ABSTRACT

Visual neglect denotes diminished awareness of space opposite to a damaged hemisphere. It has sometimes been referred to as hemineglect, spatial neglect, imperception, hemi-inattention, unilateral spatial agnosia, or visual spatial agnosia. Recent work has attempted to quantify observations with more precise measures to develop taxonomies of visual neglect (Gianutsos & Matheson, 1987), and to search for the causes and correlates of neglect. Thus visual neglect has been attributed to derivatives of impairment of defective visual processes (Battersby, Bender, Pollack, & Kahn, 1956; Gianutsos & Matheson, 1987) and attentional disturbances (Heilman, 1985). Historically, there have been attempts to relate visual neglect to motivational aspects of denial (Weinstein & Kahn, 1955).
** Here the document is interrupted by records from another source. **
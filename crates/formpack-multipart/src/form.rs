//! multipart/form-data body generation.

use crate::boundary::Boundary;
use crate::content_type::{ContentType, DEFAULT_FILE_CONTENT_TYPE};
use crate::encoding::{encode_filename, escape_quoted};
use crate::error::{Error, Result};
use bytes::{BufMut, Bytes, BytesMut};

const CRLF: &[u8] = b"\r\n";

/// Number of boundaries [`encode_checked`] tries before giving up.
pub const MAX_BOUNDARY_ATTEMPTS: usize = 8;

/// A named text field.
#[derive(Debug, Clone, PartialEq, Eq)]
#[cfg_attr(feature = "serde", derive(serde::Serialize, serde::Deserialize))]
pub struct Field {
    /// Field name.
    pub name: String,
    /// Field value, embedded verbatim as UTF-8.
    pub value: String,
}

impl Field {
    /// Creates a new field.
    #[must_use]
    pub fn new(name: impl Into<String>, value: impl Into<String>) -> Self {
        Self {
            name: name.into(),
            value: value.into(),
        }
    }
}

/// A binary file attachment.
#[derive(Debug, Clone, PartialEq, Eq)]
pub struct FileAttachment {
    /// Form field name the file is sent under.
    pub field_name: String,
    /// Original filename.
    pub filename: String,
    /// MIME type; `application/octet-stream` when absent.
    pub content_type: Option<String>,
    /// File contents.
    pub data: Bytes,
}

impl FileAttachment {
    /// Creates a new attachment without an explicit content type.
    #[must_use]
    pub fn new(
        field_name: impl Into<String>,
        filename: impl Into<String>,
        data: impl Into<Bytes>,
    ) -> Self {
        Self {
            field_name: field_name.into(),
            filename: filename.into(),
            content_type: None,
            data: data.into(),
        }
    }

    /// Sets the content type.
    #[must_use]
    pub fn with_content_type(mut self, content_type: impl Into<String>) -> Self {
        self.content_type = Some(content_type.into());
        self
    }

    /// Returns the effective content type.
    #[must_use]
    pub fn content_type(&self) -> &str {
        self.content_type
            .as_deref()
            .unwrap_or(DEFAULT_FILE_CONTENT_TYPE)
    }

    /// Returns the size of the contents in bytes.
    #[must_use]
    pub fn len(&self) -> usize {
        self.data.len()
    }

    /// Checks whether the file is empty.
    #[must_use]
    pub fn is_empty(&self) -> bool {
        self.data.is_empty()
    }
}

/// An encoded multipart/form-data body.
#[derive(Debug, Clone, PartialEq, Eq)]
pub struct EncodedBody {
    bytes: Bytes,
    content_type: String,
    boundary: Boundary,
}

impl EncodedBody {
    /// Returns the body bytes.
    #[must_use]
    pub const fn bytes(&self) -> &Bytes {
        &self.bytes
    }

    /// Returns the matching `Content-Type` header value.
    #[must_use]
    pub fn content_type(&self) -> &str {
        &self.content_type
    }

    /// Returns the boundary the body was encoded with.
    #[must_use]
    pub const fn boundary(&self) -> &Boundary {
        &self.boundary
    }

    /// Consumes the body, returning bytes and content type.
    #[must_use]
    pub fn into_parts(self) -> (Bytes, String) {
        (self.bytes, self.content_type)
    }
}

/// Encodes fields and files with a freshly generated boundary.
///
/// Fields are written first, then files, each in input order. Payloads are
/// not scanned for the boundary; see [`encode_checked`] for that.
#[must_use]
pub fn encode(fields: &[Field], files: &[FileAttachment]) -> EncodedBody {
    encode_with_boundary(fields, files, Boundary::generate())
}

/// Encodes fields and files with a caller-chosen boundary.
///
/// Output is byte-for-byte deterministic for a given boundary and input.
#[must_use]
pub fn encode_with_boundary(
    fields: &[Field],
    files: &[FileAttachment],
    boundary: Boundary,
) -> EncodedBody {
    let delimiter = boundary.delimiter();
    let mut buf = BytesMut::with_capacity(estimate_len(fields, files, delimiter.len()));

    for field in fields {
        put_line(&mut buf, &delimiter);
        put_line(
            &mut buf,
            &format!(
                "Content-Disposition: form-data; name=\"{}\"",
                escape_quoted(&field.name)
            ),
        );
        buf.put_slice(CRLF);
        buf.put_slice(field.value.as_bytes());
        buf.put_slice(CRLF);
    }

    for file in files {
        put_line(&mut buf, &delimiter);
        put_line(
            &mut buf,
            &format!(
                "Content-Disposition: form-data; name=\"{}\"; filename=\"{}\"",
                escape_quoted(&file.field_name),
                encode_filename(&file.filename)
            ),
        );
        put_line(&mut buf, &format!("Content-Type: {}", file.content_type()));
        buf.put_slice(CRLF);
        buf.put_slice(&file.data);
        buf.put_slice(CRLF);
    }

    put_line(&mut buf, &format!("{delimiter}--"));

    EncodedBody {
        bytes: buf.freeze(),
        content_type: ContentType::multipart_form_data(&boundary).to_string(),
        boundary,
    }
}

/// Encodes like [`encode`], but regenerates the boundary while it occurs in
/// any field value or file payload.
///
/// # Errors
///
/// Returns [`Error::BoundaryCollision`] if every one of
/// [`MAX_BOUNDARY_ATTEMPTS`] boundaries collided.
pub fn encode_checked(fields: &[Field], files: &[FileAttachment]) -> Result<EncodedBody> {
    for _ in 0..MAX_BOUNDARY_ATTEMPTS {
        let boundary = Boundary::generate();
        let collides = fields.iter().any(|f| boundary.occurs_in(f.value.as_bytes()))
            || files.iter().any(|f| boundary.occurs_in(&f.data));
        if !collides {
            return Ok(encode_with_boundary(fields, files, boundary));
        }
    }

    Err(Error::BoundaryCollision {
        attempts: MAX_BOUNDARY_ATTEMPTS,
    })
}

fn put_line(buf: &mut BytesMut, line: &str) {
    buf.put_slice(line.as_bytes());
    buf.put_slice(CRLF);
}

/// Rough capacity hint so large files are copied once.
fn estimate_len(fields: &[Field], files: &[FileAttachment], delimiter_len: usize) -> usize {
    const PART_OVERHEAD: usize = 128;
    let fields_len: usize = fields
        .iter()
        .map(|f| f.name.len() + f.value.len() + delimiter_len + PART_OVERHEAD)
        .sum();
    let files_len: usize = files
        .iter()
        .map(|f| {
            f.field_name.len() + f.filename.len() * 3 + f.data.len() + delimiter_len + PART_OVERHEAD
        })
        .sum();
    fields_len + files_len + delimiter_len + 4
}

#[cfg(test)]
#[allow(clippy::unwrap_used, clippy::similar_names)]
mod tests {
    use super::*;

    fn fixed() -> Boundary {
        Boundary::new("XBOUNDARYX").unwrap()
    }

    #[test]
    fn test_empty_body_is_closing_delimiter() {
        let body = encode_with_boundary(&[], &[], fixed());
        assert_eq!(body.bytes().as_ref(), b"--XBOUNDARYX--\r\n");
        assert_eq!(
            body.content_type(),
            "multipart/form-data; boundary=XBOUNDARYX"
        );
    }

    #[test]
    fn test_exact_layout() {
        let fields = [Field::new("mode", "create"), Field::new("merge", "true")];
        let files = [
            FileAttachment::new("files", "a.png", &b"PNGDATA"[..]).with_content_type("image/png"),
            FileAttachment::new("files", "b.bin", &b"raw"[..]),
        ];

        let body = encode_with_boundary(&fields, &files, fixed());
        let expected = concat!(
            "--XBOUNDARYX\r\n",
            "Content-Disposition: form-data; name=\"mode\"\r\n",
            "\r\n",
            "create\r\n",
            "--XBOUNDARYX\r\n",
            "Content-Disposition: form-data; name=\"merge\"\r\n",
            "\r\n",
            "true\r\n",
            "--XBOUNDARYX\r\n",
            "Content-Disposition: form-data; name=\"files\"; filename=\"a.png\"\r\n",
            "Content-Type: image/png\r\n",
            "\r\n",
            "PNGDATA\r\n",
            "--XBOUNDARYX\r\n",
            "Content-Disposition: form-data; name=\"files\"; filename=\"b.bin\"\r\n",
            "Content-Type: application/octet-stream\r\n",
            "\r\n",
            "raw\r\n",
            "--XBOUNDARYX--\r\n",
        );

        assert_eq!(body.bytes().as_ref(), expected.as_bytes());
    }

    #[test]
    fn test_name_and_filename_escaping() {
        let fields = [Field::new("we\"ird\\name", "v")];
        let files = [FileAttachment::new("f\"", "q\"uo\\te.csv", &b"x"[..])];
        let body = encode_with_boundary(&fields, &files, fixed());
        let text = String::from_utf8(body.bytes().to_vec()).unwrap();
        assert!(text.contains("name=\"we\\\"ird\\\\name\"\r\n"));
        assert!(text.contains("name=\"f\\\"\"; filename=\"q\\\"uo\\\\te.csv\"\r\n"));
    }

    #[test]
    fn test_non_ascii_filename() {
        let files = [FileAttachment::new("files", "café.png", &b"x"[..])];
        let body = encode_with_boundary(&[], &files, fixed());
        let text = String::from_utf8(body.bytes().to_vec()).unwrap();
        assert!(text.contains("filename=\"UTF-8''caf%C3%A9.png\"\r\n"));
    }

    #[test]
    fn test_deterministic_with_fixed_boundary() {
        let fields = [Field::new("instructions", "merge all sheets")];
        let files = [FileAttachment::new("files", "t.csv", &b"a,b\n1,2\n"[..])];
        let a = encode_with_boundary(&fields, &files, fixed());
        let b = encode_with_boundary(&fields, &files, fixed());
        assert_eq!(a, b);
    }

    #[test]
    fn test_fresh_boundary_per_call() {
        let files = [FileAttachment::new("files", "t.csv", &b"x"[..])];
        let a = encode(&[], &files);
        let b = encode(&[], &files);
        assert_ne!(a.boundary(), b.boundary());
        assert_ne!(a.content_type(), b.content_type());
    }

    #[test]
    fn test_content_type_matches_body() {
        let body = encode(&[Field::new("mode", "read")], &[]);
        let boundary = body.boundary().as_str().to_string();
        assert_eq!(
            body.content_type(),
            format!("multipart/form-data; boundary={boundary}")
        );
        assert!(body.bytes().starts_with(format!("--{boundary}\r\n").as_bytes()));
        assert!(body.bytes().ends_with(format!("--{boundary}--\r\n").as_bytes()));
    }

    #[test]
    fn test_encode_checked_succeeds() {
        let files = [FileAttachment::new("files", "t.csv", &b"----FormpackBoundary"[..])];
        let body = encode_checked(&[], &files).unwrap();
        assert!(!body.boundary().occurs_in(&files[0].data));
    }

    #[test]
    fn test_into_parts() {
        let body = encode_with_boundary(&[], &[], fixed());
        let (bytes, content_type) = body.into_parts();
        assert_eq!(bytes.len(), b"--XBOUNDARYX--\r\n".len());
        assert!(content_type.ends_with("XBOUNDARYX"));
    }
}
Application of cognitive science to clinical problems (McGlynn & Schachter, 1989) adds a new dimension to help understand visual neglect. In earlier work we found visual neglect was not a simple absence or deficiency in a skill, but consisted of several subsets of deficits involving motor impersistence, visual field cut, extinction, impulse control (Diller & Weinberg, 1977) and sluggish eye movements (Johnston, 1984). In addition, neglect is manifested in free-field search rather than being confined to delimited test conditions (Halligan, Marshall, & Wade, 1990).